● **What the task asks**
Only one stretch of the listing below is wanted: every line from the first to the line containing "single scalar component.", set down exactly.

● **Material for this task**
►

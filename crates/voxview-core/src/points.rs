//! Point-set type for sparse spatial data.
//!
//! A point set holds D-dimensional coordinates in physical space, plus an
//! optional per-point data table aligned with the coordinates.

use ndarray::Array2;

/// A collection of D-dimensional points with optional per-point data.
///
/// Coordinates are stored as 32-bit floats, matching the precision the
/// toolkit uses for sparse geometry. Per-point data is a `points x
/// components` table; most uses carry a single scalar component.
#[derive(Debug, Clone, Default, PartialEq)]
pub struct PointSet<const D: usize> {
    points: Vec<[f32; D]>,
    point_data: Option<Array2<f32>>,
}

impl<const D: usize> PointSet<D> {
    /// Create an empty point set.
    pub fn new() -> Self {
        Self {
            points: Vec::new(),
            point_data: None,
        }
    }

    /// Create a point set from coordinates.
    pub fn from_points(points: Vec<[f32; D]>) -> Self {
        Self {
            points,
            point_data: None,
        }
    }

    /// Append a point.
    pub fn push(&mut self, point: [f32; D]) {
        self.points.push(point);
    }

    /// Number of points.
    pub fn num_points(&self) -> usize {
        self.points.len()
    }

    /// Check whether the point set has no points.
    pub fn is_empty(&self) -> bool {
        self.points.is_empty()
    }

    /// Get the point coordinates.
    pub fn points(&self) -> &[[f32; D]] {
        &self.points
    }

    /// Get the per-point data table, if any.
    pub fn point_data(&self) -> Option<&Array2<f32>> {
        self.point_data.as_ref()
    }

    /// Attach a per-point data table.
    ///
    /// Rows are expected to align with the point coordinates; alignment is
    /// the caller's responsibility.
    pub fn set_point_data(&mut self, point_data: Array2<f32>) {
        self.point_data = Some(point_data);
    }

    /// Attach single-component per-point data from a flat value list.
    pub fn set_scalar_point_data(&mut self, values: Vec<f32>) {
        let rows = values.len();
        let table = Array2::from_shape_vec((rows, 1), values)
            .expect("row count derived from value count");
        self.point_data = Some(table);
    }

    /// Drop the per-point data table.
    pub fn clear_point_data(&mut self) {
        self.point_data = None;
    }
}
//! Conversions between images and viewer image layers.
//!
//! The toolkit indexes `spacing`/`origin`/`direction` fastest-varying
//! first, while the viewer orders `scale`/`translate` the way the buffer
//! axes are laid out. The sequences are therefore reversed relative to
//! each other, and the rotation matrices are transposes of each other.
//! Both conversions preserve that relationship exactly.

use nalgebra::DMatrix;
use ndarray::{ArrayD, ArrayViewD, CowArray, IxDyn};

use voxview_core::image::{Image, PixelElement};
use voxview_core::metadata::Metadata;
use voxview_core::spatial::{Direction, Point, Spacing};

use crate::affine::LayerAffine;
use crate::error::{ConvertError, Result};

/// Viewer-side image layer.
///
/// Holds the pixel buffer either as a borrowed view of a source image
/// (zero copy) or as owned data, plus the display attributes the viewer
/// understands: an `rgb` flag, the optional scale/rotate/translate pose,
/// and free-form metadata.
#[derive(Debug, Clone)]
pub struct ImageLayer<'a, T: PixelElement> {
    data: CowArray<'a, T, IxDyn>,
    rgb: bool,
    affine: LayerAffine,
    metadata: Metadata,
}

impl<'a, T: PixelElement> ImageLayer<'a, T> {
    /// Create a layer owning its pixel buffer, with no pose attributes set.
    pub fn new(data: ArrayD<T>) -> Self {
        Self {
            data: CowArray::from(data),
            rgb: false,
            affine: LayerAffine::new(),
            metadata: Metadata::new(),
        }
    }

    /// Create a layer borrowing its pixel buffer from elsewhere.
    pub fn from_view(data: ArrayViewD<'a, T>) -> Self {
        Self {
            data: CowArray::from(data),
            rgb: false,
            affine: LayerAffine::new(),
            metadata: Metadata::new(),
        }
    }

    /// Get a view of the pixel buffer.
    pub fn data(&self) -> ArrayViewD<'_, T> {
        self.data.view()
    }

    /// Check whether the layer borrows its buffer instead of owning it.
    pub fn is_view(&self) -> bool {
        self.data.is_view()
    }

    /// Number of buffer axes.
    pub fn ndim(&self) -> usize {
        self.data.ndim()
    }

    /// Buffer shape.
    pub fn shape(&self) -> &[usize] {
        self.data.shape()
    }

    /// Check whether the buffer holds color pixels on its last axis.
    pub fn rgb(&self) -> bool {
        self.rgb
    }

    /// Set the color interpretation flag.
    pub fn set_rgb(&mut self, rgb: bool) {
        self.rgb = rgb;
    }

    /// Get the per-axis scale factors, if set.
    pub fn scale(&self) -> Option<&[f64]> {
        self.affine.scale()
    }

    /// Set the per-axis scale factors (buffer axis order).
    pub fn set_scale(&mut self, scale: Vec<f64>) {
        self.affine.set_scale(scale);
    }

    /// Get the rotation matrix, if set.
    pub fn rotate(&self) -> Option<&DMatrix<f64>> {
        self.affine.rotate()
    }

    /// Set the rotation matrix (viewer convention).
    pub fn set_rotate(&mut self, rotate: DMatrix<f64>) {
        self.affine.set_rotate(rotate);
    }

    /// Get the per-axis translation offsets, if set.
    pub fn translate(&self) -> Option<&[f64]> {
        self.affine.translate()
    }

    /// Set the per-axis translation offsets (buffer axis order).
    pub fn set_translate(&mut self, translate: Vec<f64>) {
        self.affine.set_translate(translate);
    }

    /// Get the layer metadata.
    pub fn metadata(&self) -> &Metadata {
        &self.metadata
    }

    /// Get mutable access to the layer metadata.
    pub fn metadata_mut(&mut self) -> &mut Metadata {
        &mut self.metadata
    }

    /// Replace the layer metadata.
    pub fn set_metadata(&mut self, metadata: Metadata) {
        self.metadata = metadata;
    }
}

/// Reverse a full-length component sequence into toolkit axis order.
fn reversed_components<const D: usize>(values: &[f64]) -> [f64; D] {
    let mut components = [0.0; D];
    for i in 0..D {
        components[i] = values[D - 1 - i];
    }
    components
}

/// Create a viewer layer that borrows an image's pixel buffer.
///
/// The buffer is viewed, not copied. Metadata is cloned into an
/// independent mapping. `scale` and `translate` are the image spacing and
/// origin with their component order reversed, and `rotate` is the
/// transposed direction matrix; all three are always set.
pub fn image_layer_from_image<'a, T: PixelElement, const D: usize>(
    image: &'a Image<T, D>,
) -> ImageLayer<'a, T> {
    tracing::debug!(
        "Wrapping {}D {} image as a viewer layer",
        D,
        image.pixel_type().name()
    );

    let mut layer = ImageLayer {
        data: CowArray::from(image.data().view()),
        rgb: image.pixel_type().is_color(),
        affine: LayerAffine::new(),
        metadata: image.metadata().clone(),
    };
    layer.set_scale((0..D).rev().map(|i| image.spacing()[i]).collect());
    layer.set_translate((0..D).rev().map(|i| image.origin()[i]).collect());
    layer.set_rotate(DMatrix::from_fn(D, D, |i, j| image.direction()[(j, i)]));
    layer
}

/// Build an image from a viewer layer, copying the pixel buffer.
///
/// A layer flagged `rgb` must carry 3 or 4 color channels on its last
/// buffer axis. Unset pose attributes leave the image geometry at its
/// defaults; set attributes are mapped back by reversing `scale` into
/// spacing and `translate` into origin, and transposing `rotate` into the
/// direction matrix.
pub fn image_from_image_layer<T: PixelElement, const D: usize>(
    layer: &ImageLayer<'_, T>,
) -> Result<Image<T, D>> {
    tracing::debug!(
        "Building a {}D image from a viewer layer (rgb: {})",
        D,
        layer.rgb()
    );

    let data: ArrayD<T> = layer.data().to_owned();
    let mut image = if layer.rgb() {
        match data.shape().last().copied() {
            Some(3) => Image::new_rgb(data)?,
            Some(4) => Image::new_rgba(data)?,
            trailing => {
                return Err(ConvertError::unsupported_pixel_type(format!(
                    "rgb layer must carry 3 or 4 channels on its last axis, got {}",
                    trailing.unwrap_or(0)
                )))
            }
        }
    } else {
        Image::new(data)?
    };

    for (key, value) in layer.metadata().iter() {
        image.metadata_mut().insert(key, value.clone());
    }

    if let Some(scale) = layer.scale() {
        if scale.len() != D {
            return Err(ConvertError::dimension_mismatch(format!(
                "layer scale has {} components, expected {}",
                scale.len(),
                D
            )));
        }
        image.set_spacing(Spacing::new(reversed_components::<D>(scale)));
    }
    if let Some(translate) = layer.translate() {
        if translate.len() != D {
            return Err(ConvertError::dimension_mismatch(format!(
                "layer translate has {} components, expected {}",
                translate.len(),
                D
            )));
        }
        image.set_origin(Point::new(reversed_components::<D>(translate)));
    }
    if let Some(rotate) = layer.rotate() {
        if rotate.nrows() != D || rotate.ncols() != D {
            return Err(ConvertError::dimension_mismatch(format!(
                "layer rotate is {}x{}, expected {}x{}",
                rotate.nrows(),
                rotate.ncols(),
                D,
                D
            )));
        }
        image.set_direction(Direction::from_fn(|i, j| rotate[(j, i)]));
    }

    Ok(image)
}
//! Image types and operations.
//!
//! This module provides the Image type and related functionality
//! for representing images with physical metadata.

pub mod image;
pub mod pixel;

pub use image::Image;
pub use pixel::{PixelElement, PixelType, ScalarType};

◄

● **Result**
filename crates/voxview-core/src/points.rs
//! Point-set type for sparse spatial data.
//!
//! A point set holds D-dimensional coordinates in physical space, plus an
//! optional per-point data table aligned with the coordinates.

use ndarray::Array2;

/// A collection of D-dimensional points with optional per-point data.
///
/// Coordinates are stored as 32-bit floats, matching the precision the
/// toolkit uses for sparse geometry. Per-point data is a `points x
/// components` table; most uses carry a single scalar component.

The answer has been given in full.